I've been sitting with Justin Davidson's review of Innocence at the Met this week. Kaija Saariaho's final opera before her death in 2023 takes a school shooting and renders it in gorgeous orchestral detail—elaborate staging, a superb cast, an intermissionless two-hour sweep through grief and aftermath. Davidson describes wanting to run from the theater. Not because it failed. Because it succeeded, and that success felt unbearable.
His discomfort centers on what he calls "the aestheticization of pain." Opera has been doing this for 400 years—taking the worst things humans do to each other and setting them to music that audiences line up to experience. So has cinema. So has literature.

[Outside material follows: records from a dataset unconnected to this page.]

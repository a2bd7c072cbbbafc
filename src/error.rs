//! Error types.
//!
//! Two families live here:
//! - [`RouterError`]: configuration mistakes found while registering handlers
//!   or building the route table. Always fatal at startup.
//! - [`ApiError`]: exceptions raised by handlers while serving a request,
//!   rendered as a JSON body with the matching status code.

use axum::http::StatusCode;
use axum::response::{IntoResponse, Response};
use serde_json::{json, Value};
use thiserror::Error;

use crate::http::response::json_response;

/// Configuration errors raised by routers.
#[derive(Debug, Error)]
pub enum RouterError {
    /// A resource name contains characters outside `[a-zA-Z0-9_-]`.
    #[error("Invalid resource name `{0}`.")]
    InvalidResourceName(String),

    /// Lookup overrides disagree with each other or with the resource count.
    #[error(
        "Handler `{handler}` declares {kwargs} lookup url kwargs and {regexs} lookup value regexs for {resources} resources."
    )]
    LookupLengthMismatch {
        handler: String,
        resources: usize,
        kwargs: usize,
        regexs: usize,
    },

    /// A finalized pattern is not a valid regular expression.
    #[error("Invalid route pattern `{pattern}`: {source}")]
    InvalidPattern {
        pattern: String,
        #[source]
        source: regex::Error,
    },
}

/// Result type for router operations.
pub type RouterResult<T> = Result<T, RouterError>;

/// The kinds of exception a handler can raise.
#[derive(Debug, Clone, Copy, PartialEq, Eq)]
pub enum ErrorKind {
    BadRequest,
    Unauthorized,
    Forbidden,
    NotFound,
    MethodNotAllowed,
    Conflict,
    PayloadTooLarge,
    Internal,
}

impl ErrorKind {
    /// HTTP status associated with this kind.
    pub fn status_code(self) -> StatusCode {
        match self {
            ErrorKind::BadRequest => StatusCode::BAD_REQUEST,
            ErrorKind::Unauthorized => StatusCode::UNAUTHORIZED,
            ErrorKind::Forbidden => StatusCode::FORBIDDEN,
            ErrorKind::NotFound => StatusCode::NOT_FOUND,
            ErrorKind::MethodNotAllowed => StatusCode::METHOD_NOT_ALLOWED,
            ErrorKind::Conflict => StatusCode::CONFLICT,
            ErrorKind::PayloadTooLarge => StatusCode::PAYLOAD_TOO_LARGE,
            ErrorKind::Internal => StatusCode::INTERNAL_SERVER_ERROR,
        }
    }

    /// Fixed human readable message.
    pub fn message(self) -> &'static str {
        match self {
            ErrorKind::BadRequest => "Bad Request",
            ErrorKind::Unauthorized => "Unauthorized",
            ErrorKind::Forbidden => "Forbidden",
            ErrorKind::NotFound => "Not Found",
            ErrorKind::MethodNotAllowed => "Method Not Allowed",
            ErrorKind::Conflict => "Conflict",
            ErrorKind::PayloadTooLarge => "Payload Too Large",
            ErrorKind::Internal => "Internal Server Error",
        }
    }
}

/// Exception raised by a handler, carrying a status and optional detail.
#[derive(Debug, Clone, Error)]
#[error("{}", kind.message())]
pub struct ApiError {
    kind: ErrorKind,
    detail: Option<Value>,
}

impl ApiError {
    pub fn new(kind: ErrorKind) -> Self {
        Self { kind, detail: None }
    }

    pub fn bad_request() -> Self {
        Self::new(ErrorKind::BadRequest)
    }

    pub fn unauthorized() -> Self {
        Self::new(ErrorKind::Unauthorized)
    }

    pub fn forbidden() -> Self {
        Self::new(ErrorKind::Forbidden)
    }

    pub fn not_found() -> Self {
        Self::new(ErrorKind::NotFound)
    }

    pub fn method_not_allowed() -> Self {
        Self::new(ErrorKind::MethodNotAllowed)
    }

    pub fn conflict() -> Self {
        Self::new(ErrorKind::Conflict)
    }

    pub fn payload_too_large() -> Self {
        Self::new(ErrorKind::PayloadTooLarge)
    }

    pub fn internal() -> Self {
        Self::new(ErrorKind::Internal)
    }

    /// Attach a JSON detail payload.
    pub fn with_detail(mut self, detail: impl Into<Value>) -> Self {
        self.detail = Some(detail.into());
        self
    }

    pub fn kind(&self) -> ErrorKind {
        self.kind
    }

    pub fn status_code(&self) -> StatusCode {
        self.kind.status_code()
    }

    pub fn detail(&self) -> Option<&Value> {
        self.detail.as_ref()
    }
}

impl IntoResponse for ApiError {
    fn into_response(self) -> Response {
        let body = json!({
            "message": self.kind.message(),
            "detail": self.detail,
        });
        json_response(self.status_code(), &body)
    }
}

/// Result type for handler actions.
pub type ApiResult<T> = Result<T, ApiError>;
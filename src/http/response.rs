//! Response helpers.
//!
//! # Responsibilities
//! - Render JSON bodies the way every handler should answer
//! - Provide the empty 204 used for `OPTIONS` and deletions
//!
//! # Design Decisions
//! - JSON is pretty printed (2 spaces) with a trailing newline
//! - `</` is escaped as `<\/` so bodies are safe to inline in HTML
//! - Serialization failures become a bare 500, never a panic

use axum::body::Body;
use axum::http::{header, HeaderValue, StatusCode};
use axum::response::{IntoResponse, Response};
use serde::Serialize;

/// Content type set on every JSON body.
pub const JSON_CONTENT_TYPE: &str = "application/json; charset=UTF-8";

/// Serialize `value` into the canonical JSON body text.
pub fn render_json<T: Serialize + ?Sized>(value: &T) -> serde_json::Result<String> {
    let text = serde_json::to_string_pretty(value)?;
    Ok(text.replace("</", "<\\/") + "\n")
}

/// Build a JSON response with the given status.
pub fn json_response<T: Serialize + ?Sized>(status: StatusCode, value: &T) -> Response {
    match render_json(value) {
        Ok(body) => {
            let mut response = Response::new(Body::from(body));
            *response.status_mut() = status;
            response.headers_mut().insert(
                header::CONTENT_TYPE,
                HeaderValue::from_static(JSON_CONTENT_TYPE),
            );
            response
        }
        Err(e) => {
            tracing::error!(error = %e, "Failed to serialize response body");
            StatusCode::INTERNAL_SERVER_ERROR.into_response()
        }
    }
}

/// `200 OK` with a JSON body.
pub fn ok<T: Serialize + ?Sized>(value: &T) -> Response {
    json_response(StatusCode::OK, value)
}

/// `201 Created` with a JSON body.
pub fn created<T: Serialize + ?Sized>(value: &T) -> Response {
    json_response(StatusCode::CREATED, value)
}

/// `204 No Content`.
pub fn no_content() -> Response {
    StatusCode::NO_CONTENT.into_response()
}
//! Translation catalogues.
//!
//! Catalogues are loaded once at startup into a [`Translations`] context
//! that is shared read-only with every request.
//!
//! ```text
//! locales/
//!     en.json      {"errors": {"missing": "{field} is required"}}
//!     zh_CN.json   {"errors": {"missing": "{field} 是必填项"}}
//! ```

use std::collections::HashMap;
use std::fs;
use std::path::Path;
use std::sync::LazyLock;

use regex::Regex;
use serde_json::Value;

static CATALOGUE_FILE: LazyLock<Regex> = LazyLock::new(|| {
    Regex::new(r"^[a-z]+(_[A-Z]+)?\.json$").expect("catalogue file pattern must compile")
});

/// Errors raised while loading catalogues.
#[derive(Debug, thiserror::Error)]
pub enum I18nError {
    #[error("IO error reading {path}: {source}")]
    Io {
        path: String,
        #[source]
        source: std::io::Error,
    },

    #[error("Invalid catalogue {path}: {source}")]
    Parse {
        path: String,
        #[source]
        source: serde_json::Error,
    },
}

/// Loaded catalogues keyed by locale code.
#[derive(Debug, Clone)]
pub struct Translations {
    default_locale: String,
    catalogues: HashMap<String, Value>,
}

impl Translations {
    /// An empty context; every lookup falls back to its placeholder.
    pub fn new(default_locale: impl Into<String>) -> Self {
        Self {
            default_locale: default_locale.into(),
            catalogues: HashMap::new(),
        }
    }

    /// Load every `<locale>.json` file in `path`.
    pub fn load(path: &Path, default_locale: impl Into<String>) -> Result<Self, I18nError> {
        let mut translations = Self::new(default_locale);
        let dir = path.display().to_string();
        let entries = fs::read_dir(path).map_err(|source| I18nError::Io {
            path: dir.clone(),
            source,
        })?;

        for entry in entries {
            let entry = entry.map_err(|source| I18nError::Io {
                path: dir.clone(),
                source,
            })?;
            let filename = entry.file_name().to_string_lossy().into_owned();
            if !CATALOGUE_FILE.is_match(&filename) {
                continue;
            }
            let file_path = entry.path();
            let file_display = file_path.display().to_string();
            let content = fs::read_to_string(&file_path).map_err(|source| I18nError::Io {
                path: file_display.clone(),
                source,
            })?;
            let catalogue: Value = serde_json::from_str(&content).map_err(|source| I18nError::Parse {
                path: file_display,
                source,
            })?;
            let locale = filename.trim_end_matches(".json").to_string();
            translations.insert(locale, catalogue);
        }

        tracing::info!(
            path = %dir,
            locales = translations.catalogues.len(),
            "Translations loaded"
        );
        Ok(translations)
    }

    pub fn insert(&mut self, locale: impl Into<String>, catalogue: Value) {
        self.catalogues.insert(locale.into(), catalogue);
    }

    pub fn default_locale(&self) -> &str {
        &self.default_locale
    }

    /// Closest supported locale for `code`.
    ///
    /// `zh-cn` is normalised to `zh_CN`; if that is not loaded the bare
    /// language `zh` is tried, then the default locale.
    pub fn closest(&self, code: &str) -> String {
        let code = code.replace('-', "_");
        let parts: Vec<&str> = code.split('_').collect();
        let normalised = if parts.len() == 2 {
            format!("{}_{}", parts[0].to_lowercase(), parts[1].to_uppercase())
        } else {
            code.clone()
        };
        if self.catalogues.contains_key(&normalised) {
            return normalised;
        }
        let language = parts[0].to_lowercase();
        if self.catalogues.contains_key(&language) {
            return language;
        }
        self.default_locale.clone()
    }

    /// Translate a dotted placeholder such as `errors.missing`.
    ///
    /// Unknown placeholders translate to themselves. `{name}` markers are
    /// substituted from `args`.
    pub fn translate(&self, code: &str, placeholder: &str, args: &[(&str, &str)]) -> String {
        let message = self
            .catalogues
            .get(&self.closest(code))
            .and_then(|catalogue| {
                placeholder
                    .split('.')
                    .try_fold(catalogue, |node, key| node.get(key))
            })
            .and_then(Value::as_str)
            .unwrap_or(placeholder);

        args.iter().fold(message.to_string(), |acc, (name, value)| {
            acc.replace(&format!("{{{name}}}"), value)
        })
    }
}

impl Default for Translations {
    fn default() -> Self {
        Self::new("en")
    }
}
//! Structured logging.
//!
//! # Responsibilities
//! - Initialize logging subsystem
//! - Configure log level from settings, overridable by `RUST_LOG`
//!
//! # Design Decisions
//! - Uses tracing crate for structured logging
//! - JSON format for production, pretty format for development

use tracing_subscriber::{layer::SubscriberExt, util::SubscriberInitExt, EnvFilter};

use crate::config::ObservabilityConfig;

/// Filter used when `RUST_LOG` is unset.
pub fn default_filter(config: &ObservabilityConfig) -> String {
    format!(
        "restful_router={level},tower_http={level}",
        level = config.log_level
    )
}

/// Install the global tracing subscriber.
pub fn init_logging(config: &ObservabilityConfig) {
    let filter = EnvFilter::try_from_default_env()
        .unwrap_or_else(|_| EnvFilter::new(default_filter(config)));

    let registry = tracing_subscriber::registry().with(filter);
    let result = if config.json {
        registry.with(tracing_subscriber::fmt::layer().json()).try_init()
    } else {
        registry.with(tracing_subscriber::fmt::layer()).try_init()
    };

    if let Err(e) = result {
        eprintln!("tracing subscriber already installed: {e}");
    }
}

#[cfg(test)]
mod tests {
    use super::*;

    #[test]
    fn test_default_filter() {
        let mut config = ObservabilityConfig::default();
        config.log_level = "debug".into();
        assert_eq!(default_filter(&config), "restful_router=debug,tower_http=debug");
    }
}
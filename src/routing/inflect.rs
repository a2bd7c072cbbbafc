//! English singularization for lookup variable names.
//!
//! `authors` becomes `author`, so nested registrations get `author_pk`.
//! Rules are tried in order and the first match wins.

use std::sync::LazyLock;

use regex::Regex;

const UNCOUNTABLE: &[&str] = &[
    "equipment",
    "fish",
    "information",
    "jeans",
    "money",
    "news",
    "police",
    "rice",
    "series",
    "sheep",
    "species",
];

const IRREGULAR: &[(&str, &str)] = &[
    ("people", "person"),
    ("men", "man"),
    ("children", "child"),
    ("sexes", "sex"),
    ("moves", "move"),
    ("zombies", "zombie"),
    ("kine", "cow"),
];

static RULES: LazyLock<Vec<(Regex, &'static str)>> = LazyLock::new(|| {
    [
        (r"(?i)(passer)s?by$", "${1}by"),
        (r"(?i)(database)s$", "$1"),
        (r"(?i)(quiz)zes$", "$1"),
        (r"(?i)(matr)ices$", "${1}ix"),
        (r"(?i)(vert|ind)ices$", "${1}ex"),
        (r"(?i)^(ox)en", "$1"),
        (r"(?i)(alias|status)(es)?$", "$1"),
        (r"(?i)(octop|vir)(us|i)$", "${1}us"),
        (r"(?i)^(a)x[ie]s$", "${1}xis"),
        (r"(?i)(cris|test)(is|es)$", "${1}is"),
        (r"(?i)(shoe)s$", "$1"),
        (r"(?i)(o)es$", "$1"),
        (r"(?i)(bus)(es)?$", "$1"),
        (r"(?i)(m|l)ice$", "${1}ouse"),
        (r"(?i)(x|ch|ss|sh)es$", "$1"),
        (r"(?i)(m)ovies$", "${1}ovie"),
        (r"(?i)(s)eries$", "${1}eries"),
        (r"(?i)([^aeiouy]|qu)ies$", "${1}y"),
        (r"(?i)([lr])ves$", "${1}f"),
        (r"(?i)(tive)s$", "$1"),
        (r"(?i)(hive)s$", "$1"),
        (r"(?i)([^f])ves$", "${1}fe"),
        (r"(?i)(t)he(sis|ses)$", "${1}hesis"),
        (r"(?i)(s)ynop(sis|ses)$", "${1}ynopsis"),
        (r"(?i)(p)rogno(sis|ses)$", "${1}rognosis"),
        (r"(?i)(p)arenthe(sis|ses)$", "${1}arenthesis"),
        (r"(?i)(d)iagno(sis|ses)$", "${1}iagnosis"),
        (r"(?i)(b)a(sis|ses)$", "${1}asis"),
        (r"(?i)(a)naly(sis|ses)$", "${1}nalysis"),
        (r"(?i)([ti])a$", "${1}um"),
        (r"(?i)(n)ews$", "${1}ews"),
        (r"(?i)(ss)$", "$1"),
        (r"(?i)s$", ""),
    ]
    .into_iter()
    .map(|(pattern, replacement)| {
        (
            Regex::new(pattern).expect("singularization rule must compile"),
            replacement,
        )
    })
    .collect()
});

/// Return the singular form of an English word.
pub fn singularize(word: &str) -> String {
    let lower = word.to_lowercase();
    if UNCOUNTABLE.iter().any(|u| lower.ends_with(u)) {
        return word.to_string();
    }
    for (plural, singular) in IRREGULAR {
        if !lower.ends_with(plural) {
            continue;
        }
        let cut = word.len().saturating_sub(plural.len());
        if let (Some(stem), Some(matched)) = (word.get(..cut), word.get(cut..)) {
            // The singular takes the case of the replaced word's first letter.
            let lead = if matched.starts_with(|c: char| c.is_ascii_uppercase()) {
                singular[..1].to_ascii_uppercase()
            } else {
                singular[..1].to_string()
            };
            return format!("{stem}{lead}{}", &singular[1..]);
        }
    }
    for (rule, replacement) in RULES.iter() {
        if rule.is_match(word) {
            return rule.replace(word, *replacement).into_owned();
        }
    }
    word.to_string()
}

The question Innocence raises is whether there are categories of violence so raw, so ongoing, that no aesthetic frame can hold them without becoming complicit in their spectacle.
I keep returning to games here, and not for the obvious reasons. There have been various attempts over the years to render the unthinkable in game form, although it's been more of a contemporary concern over the last 15 years for the young medium. The attempts range from placing you as the character enacting violence, watching horror unfold on other characters, or narrating a difficult subject. But in most cases, games still borrows its emotional grammar from film. The gun fires. The body falls. The weight is decorative.
Davidson's review made me wonder if games will be able to carry the gravity of something as present and as difficult to comprehend as a school shooting. Aside from the care required to tell that story well, there's the additional burden that games shouldn't wander into those spaces, because the agency opens players up to something too intimate or too raw. Or flatly, that games just shouldn't be because they are "fun." So we usually end up with games that use fantastic environments as shorthand or fantastical environments, without even attempting to convey a difficult fiction.
Even so, perhaps there are simply places that no medium should go. In spite of the opera's precision and performance, Davidson simply can't wrap his head around the idea that a song does such a tragedy justice:
We turn to opera so we can mainline someone’s inner life with a drip of narcotic music, regardless of whether the character is a death-row inmate, an 18th-century nun, or the king of Sweden. In this case, though, I can’t accept the urge to decorate the mass slaughter of children with a flourish of beguiling sounds. Certain truths should not be delivered in song.
I leave the door open for games, if only because we should be comfortable with abandoning "fun" to tackle things that are true and painful in this world. Not because they simply need to check the box of tackling sensitive subjects, but perhaps they could offer something other mediums cannot.
We're not there yet. The writing isn't there. The framing isn't there. But the form is. And what strikes me about Davidson's review is that his objection to Innocence isn't really about opera at all—it's about the limits of any medium that asks you to sit still and watch. Games don't ask you to sit still. The question is whether we'll ever build something worthy of that difference.